In vitro cytotoxicity of the chlorinated naphthoquinone dichlone to human endothelial ECV304 cells

Abstract

The cytotoxicity of the pro-oxidant fungicide dichlone (2,3-dichloro-1,4-naphthoquinone), to the human endothelial cell line, ECV304, was evaluated. The sensitivity of these cells to dichlone was intermediate between that of human hepatoblastoma HepG2 cells (least sensitive) and that of human GMO5757 fibroblasts. The midpoint cytotoxicity values for a 24-hr exposure to dichlone was about 0.02 m m when evaluated with the neutral red, acid phosphatase, and XTT tetrazolium assays.
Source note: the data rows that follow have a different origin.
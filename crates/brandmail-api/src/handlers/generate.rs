//! Email bundle generation handler
//!
//! Receives the multipart form (header images, coupon images, and the JSON
//! copy payload), spools every file to disk, runs the generation pipeline,
//! and streams the finished zip back as an attachment. The spool directory
//! is removed on every path, success or failure.

use std::path::Path;
use std::sync::Arc;

use axum::{
    body::Body,
    extract::multipart::Field,
    extract::{Multipart, State},
    http::{header, StatusCode},
    response::Response,
};
use brandmail_core::{AppError, Catalog, GenerateRequest, UploadedFile};
use brandmail_pipeline::UploadSet;
use tokio::fs;
use uuid::Uuid;

use crate::error::{ErrorResponse, HttpAppError};
use crate::state::AppState;

const REQUEST_FIELD: &str = "request";
const SERVICE_HEADER_FIELD: &str = "service_header_image";
const TIRE_HEADER_FIELD: &str = "tire_header_image";
const COUPON_FIELD: &str = "coupon_image";

/// Generate the per-brand email bundle.
///
/// Expects a multipart form with a JSON `request` part, one header image
/// per populated category, and any number of `coupon_image` parts whose
/// filenames start with a coupon identifier.
#[utoipa::path(
    post,
    path = "/generate-emails",
    tag = "emails",
    request_body(content = inline(Object), content_type = "multipart/form-data"),
    responses(
        (status = 200, description = "Zip archive of per-brand email bundles", content_type = "application/zip"),
        (status = 400, description = "Invalid request payload or non-JPEG upload", body = ErrorResponse),
        (status = 413, description = "Uploaded file too large", body = ErrorResponse),
        (status = 500, description = "Generation failed", body = ErrorResponse)
    )
)]
#[tracing::instrument(skip(state, multipart), fields(operation = "generate_emails"))]
pub async fn generate_emails(
    State(state): State<Arc<AppState>>,
    multipart: Multipart,
) -> Result<Response, HttpAppError> {
    let spool = state
        .config
        .work_dir
        .join(format!("uploads-{}", Uuid::new_v4()));
    fs::create_dir_all(&spool).await.map_err(|e| {
        AppError::Internal(format!(
            "Failed to create spool directory {}: {}",
            spool.display(),
            e
        ))
    })?;

    let result = receive_and_generate(&state, multipart, &spool).await;

    // Spool removal failures are diagnostics only, never the request outcome.
    if let Err(e) = fs::remove_dir_all(&spool).await {
        tracing::warn!(
            spool = %spool.display(),
            error = %e,
            "Failed to remove upload spool directory"
        );
    }

    result
}

async fn receive_and_generate(
    state: &AppState,
    multipart: Multipart,
    spool: &Path,
) -> Result<Response, HttpAppError> {
    let (request, uploads) =
        spool_uploads(multipart, spool, state.config.max_file_size_bytes).await?;

    let catalog = Catalog::load(&state.config.catalog_path)?;
    let bundle =
        brandmail_pipeline::generate(&catalog, &request, &uploads, &state.config.work_dir).await?;

    tracing::info!(
        size_bytes = bundle.data.len(),
        filename = %bundle.filename,
        "Generated email bundle"
    );

    let response = Response::builder()
        .status(StatusCode::OK)
        .header(header::CONTENT_TYPE, "application/zip")
        .header(
            header::CONTENT_DISPOSITION,
            format!("attachment; filename=\"{}\"", bundle.filename),
        )
        .body(Body::from(bundle.data))
        .map_err(|e| AppError::Internal(format!("Failed to build response: {}", e)))?;

    Ok(response)
}

/// Walk the multipart stream, spooling file parts in received order and
/// parsing the JSON copy payload. Unknown parts are skipped with a warning.
async fn spool_uploads(
    mut multipart: Multipart,
    spool: &Path,
    max_file_size: usize,
) -> Result<(GenerateRequest, UploadSet), HttpAppError> {
    let mut request: Option<GenerateRequest> = None;
    let mut uploads = UploadSet::default();
    let mut index = 0usize;

    while let Some(field) = multipart.next_field().await? {
        let Some(name) = field.name().map(str::to_string) else {
            tracing::warn!("Skipping unnamed multipart field");
            continue;
        };

        match name.as_str() {
            REQUEST_FIELD => {
                let raw = field.text().await?;
                request = Some(serde_json::from_str(&raw).map_err(|e| {
                    AppError::InvalidInput(format!("Invalid request JSON: {}", e))
                })?);
            }
            SERVICE_HEADER_FIELD | TIRE_HEADER_FIELD | COUPON_FIELD => {
                index += 1;
                let file = spool_file(field, spool, index, max_file_size).await?;
                match name.as_str() {
                    SERVICE_HEADER_FIELD => uploads.service_header = Some(file),
                    TIRE_HEADER_FIELD => uploads.tire_header = Some(file),
                    _ => uploads.coupons.push(file),
                }
            }
            other => {
                tracing::warn!(field = other, "Skipping unknown multipart field");
            }
        }
    }

    let request = request.ok_or_else(|| {
        AppError::InvalidInput(format!("Missing required '{}' part", REQUEST_FIELD))
    })?;

    Ok((request, uploads))
}

/// Accept a declared JPEG media type, or a .jpg/.jpeg filename when the
/// client sent no media type at all.
fn is_jpeg_upload(filename: &str, content_type: Option<&str>) -> bool {
    match content_type {
        Some(ct) => ct.eq_ignore_ascii_case("image/jpeg") || ct.eq_ignore_ascii_case("image/jpg"),
        None => {
            let lower = filename.to_lowercase();
            lower.ends_with(".jpg") || lower.ends_with(".jpeg")
        }
    }
}

async fn spool_file(
    field: Field<'_>,
    spool: &Path,
    index: usize,
    max_file_size: usize,
) -> Result<UploadedFile, HttpAppError> {
    let part = field.name().unwrap_or("file").to_string();
    let original = field.file_name().unwrap_or_default().to_string();
    if original.is_empty() {
        return Err(
            AppError::InvalidInput(format!("File part '{}' has no filename", part)).into(),
        );
    }

    let content_type = field.content_type().map(str::to_string);
    if !is_jpeg_upload(&original, content_type.as_deref()) {
        return Err(
            AppError::InvalidInput(format!("File '{}' must be a JPEG image", original)).into(),
        );
    }

    let data = field.bytes().await?;
    if data.len() > max_file_size {
        return Err(AppError::PayloadTooLarge(format!(
            "File '{}' is {} bytes, limit is {} bytes",
            original,
            data.len(),
            max_file_size
        ))
        .into());
    }

    // Index-prefixed spool names: identically named uploads never clobber each other
    let spooled = spool.join(format!("{:03}.jpg", index));
    fs::write(&spooled, &data).await.map_err(|e| {
        AppError::Internal(format!("Failed to spool upload '{}': {}", original, e))
    })?;

    tracing::debug!(
        part = %part,
        filename = %original,
        size_bytes = data.len(),
        "Spooled uploaded file"
    );

    Ok(UploadedFile::new(
        original,
        spooled,
        content_type.unwrap_or_else(|| "image/jpeg".to_string()),
    ))
}
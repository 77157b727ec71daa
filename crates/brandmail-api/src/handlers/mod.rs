pub mod brands;
pub mod generate;
//! Brand catalog models

use serde::{Deserialize, Serialize};
use std::fmt;
use std::path::PathBuf;
use std::str::FromStr;
use utoipa::ToSchema;

/// Top-level grouping of brands. Determines which header image and copy
/// fields apply to a brand, and the first path segment in the archive.
#[derive(Debug, Clone, Copy, PartialEq, Eq, Hash, Serialize, Deserialize, ToSchema)]
#[serde(rename_all = "lowercase")]
pub enum BrandCategory {
    Service,
    Tire,
}

impl BrandCategory {
    /// Iteration order for the generation loop and the archive layout.
    pub const ALL: [BrandCategory; 2] = [BrandCategory::Service, BrandCategory::Tire];

    pub fn as_str(&self) -> &'static str {
        match self {
            BrandCategory::Service => "service",
            BrandCategory::Tire => "tire",
        }
    }
}

impl fmt::Display for BrandCategory {
    fn fmt(&self, f: &mut fmt::Formatter<'_>) -> fmt::Result {
        f.write_str(self.as_str())
    }
}

impl FromStr for BrandCategory {
    type Err = crate::error::AppError;

    fn from_str(s: &str) -> Result<Self, Self::Err> {
        match s.to_lowercase().as_str() {
            "service" => Ok(BrandCategory::Service),
            "tire" => Ok(BrandCategory::Tire),
            _ => Err(crate::error::AppError::InvalidInput(format!(
                "Unknown brand category: {}",
                s
            ))),
        }
    }
}

/// Styling colors for one brand, echoed into the rendered document.
#[derive(Debug, Clone, Serialize, Deserialize, ToSchema)]
pub struct BrandColors {
    pub primary: String,
    pub secondary: String,
    #[serde(default)]
    pub accent: Option<String>,
}

/// One labelled hyperlink in the header or footer link list.
#[derive(Debug, Clone, Serialize, Deserialize, ToSchema)]
pub struct Link {
    pub label: String,
    pub url: String,
}

/// One catalog entry. The internal id is the map key in the catalog file
/// (stable, used for archive paths); the display name is unique within a
/// category and is what form submissions are keyed by.
#[derive(Debug, Clone, Serialize, Deserialize, ToSchema)]
#[serde(rename_all = "camelCase")]
pub struct Brand {
    /// Internal identifier, filled in from the catalog map key.
    #[serde(skip)]
    pub id: String,
    /// Display name, unique within a category.
    pub name: String,
    pub colors: BrandColors,
    #[serde(default)]
    pub phone: Option<String>,
    #[serde(default)]
    pub header_links: Vec<Link>,
    #[serde(default)]
    pub footer_links: Vec<Link>,
    #[serde(alias = "logoURL")]
    #[schema(value_type = String)]
    pub logo_url: PathBuf,
    #[serde(default, alias = "footerGraphicURL")]
    #[schema(value_type = Option<String>)]
    pub footer_graphic_url: Option<PathBuf>,
    #[serde(default)]
    pub notification: Option<String>,
    #[serde(default)]
    pub disclaimer: Option<String>,
}
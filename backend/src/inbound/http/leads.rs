//! Public lead intake forms.
//!
//! ```text
//! POST /api/v1/leads/loans
//! POST /api/v1/leads/insurance
//! POST /api/v1/leads/callbacks
//! POST /api/v1/leads/referrals   (session required)
//! ```
//!
//! Each handler validates the whole body first; nothing is written unless
//! every field passes.

use actix_web::{HttpResponse, post, web};

use crate::domain::{
    CallbackDraft, CallbackRequest, Error, InsuranceQuoteDraft, InsuranceQuoteRequest,
    LeadReceipt, LeadSubmission, LoanApplication, LoanApplicationDraft, ReferralLead,
    ReferralLeadDraft,
};
use crate::inbound::http::ApiResult;
use crate::inbound::http::auth::require_user;
use crate::inbound::http::session::SessionContext;
use crate::inbound::http::state::HttpState;

async fn accept(state: &HttpState, submission: LeadSubmission) -> ApiResult<HttpResponse> {
    let receipt = state.intake.submit(submission).await?;
    Ok(HttpResponse::Created().json(receipt))
}

#[utoipa::path(
    post,
    path = "/api/v1/leads/loans",
    request_body = LoanApplicationDraft,
    responses(
        (status = 201, description = "Application received", body = LeadReceipt),
        (status = 400, description = "Validation failed", body = Error),
        (status = 503, description = "Store unavailable", body = Error)
    ),
    tags = ["leads"],
    operation_id = "submitLoanApplication",
    security([])
)]
#[post("/leads/loans")]
pub async fn submit_loan(
    state: web::Data<HttpState>,
    payload: web::Json<LoanApplicationDraft>,
) -> ApiResult<HttpResponse> {
    let lead = LoanApplication::validate(payload.into_inner())?;
    accept(&state, LeadSubmission::Loan(lead)).await
}

#[utoipa::path(
    post,
    path = "/api/v1/leads/insurance",
    request_body = InsuranceQuoteDraft,
    responses(
        (status = 201, description = "Quote request received", body = LeadReceipt),
        (status = 400, description = "Validation failed", body = Error),
        (status = 503, description = "Store unavailable", body = Error)
    ),
    tags = ["leads"],
    operation_id = "submitInsuranceQuote",
    security([])
)]
#[post("/leads/insurance")]
pub async fn submit_insurance(
    state: web::Data<HttpState>,
    payload: web::Json<InsuranceQuoteDraft>,
) -> ApiResult<HttpResponse> {
    let lead = InsuranceQuoteRequest::validate(payload.into_inner())?;
    accept(&state, LeadSubmission::Insurance(lead)).await
}

#[utoipa::path(
    post,
    path = "/api/v1/leads/callbacks",
    request_body = CallbackDraft,
    responses(
        (status = 201, description = "Callback booked", body = LeadReceipt),
        (status = 400, description = "Validation failed", body = Error),
        (status = 503, description = "Store unavailable", body = Error)
    ),
    tags = ["leads"],
    operation_id = "submitCallbackRequest",
    security([])
)]
#[post("/leads/callbacks")]
pub async fn submit_callback(
    state: web::Data<HttpState>,
    payload: web::Json<CallbackDraft>,
) -> ApiResult<HttpResponse> {
    let lead = CallbackRequest::validate(payload.into_inner())?;
    accept(&state, LeadSubmission::Callback(lead)).await
}

/// Refer a friend. The referrer code always comes from the caller's account.
#[utoipa::path(
    post,
    path = "/api/v1/leads/referrals",
    request_body = ReferralLeadDraft,
    responses(
        (status = 201, description = "Referral received", body = LeadReceipt),
        (status = 400, description = "Validation failed", body = Error),
        (status = 401, description = "Not signed in", body = Error)
    ),
    tags = ["leads"],
    operation_id = "submitReferralLead"
)]
#[post("/leads/referrals")]
pub async fn submit_referral(
    state: web::Data<HttpState>,
    session: SessionContext,
    payload: web::Json<ReferralLeadDraft>,
) -> ApiResult<HttpResponse> {
    let user = require_user(&state, &session).await?;
    let lead = ReferralLead::validate(payload.into_inner(), user.refer_code)?;
    accept(&state, LeadSubmission::Referral(lead)).await
}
Lactic acid dehydrogenase leakage, after a 4-hr exposure, occurred initially at 0.05 m m dichlone. As with other naphthoquinones, cellular metabolism of dichlone presumably could proceed either by a one- or a two-electron reduction reaction. The enhancement of potency of dichlone towards ECV304 cells pretreated with the glutathione-depleting agents, dl-buthionine-[ S,R]-sulfoximine, 1-chloro-2,4-dinitrobenzene, and 1,3-bis(chloroethyl)-1-nitrosourea; the reduction in potency of dichlone to cells pretreated with (−)-2-oxo-4-thiazolidine carboxylic acid; the decrease in intracellular glutathione on exposure to dichlone; the subtle damage to the plasma membrane of dichlone-treated cells (as detected by the leakage of lactate dehydrogenase from these cells); and the lack of potentiation of dichlone toxicity by pretreatment with dicoumarol, are all consistent with the one-electron reduction reaction as the dominant pathway and with the subsequent generation of reactive oxygen molecules. The ECV304 cell line proved to be a useful research tool to study cytotoxic injury to endothelial cells.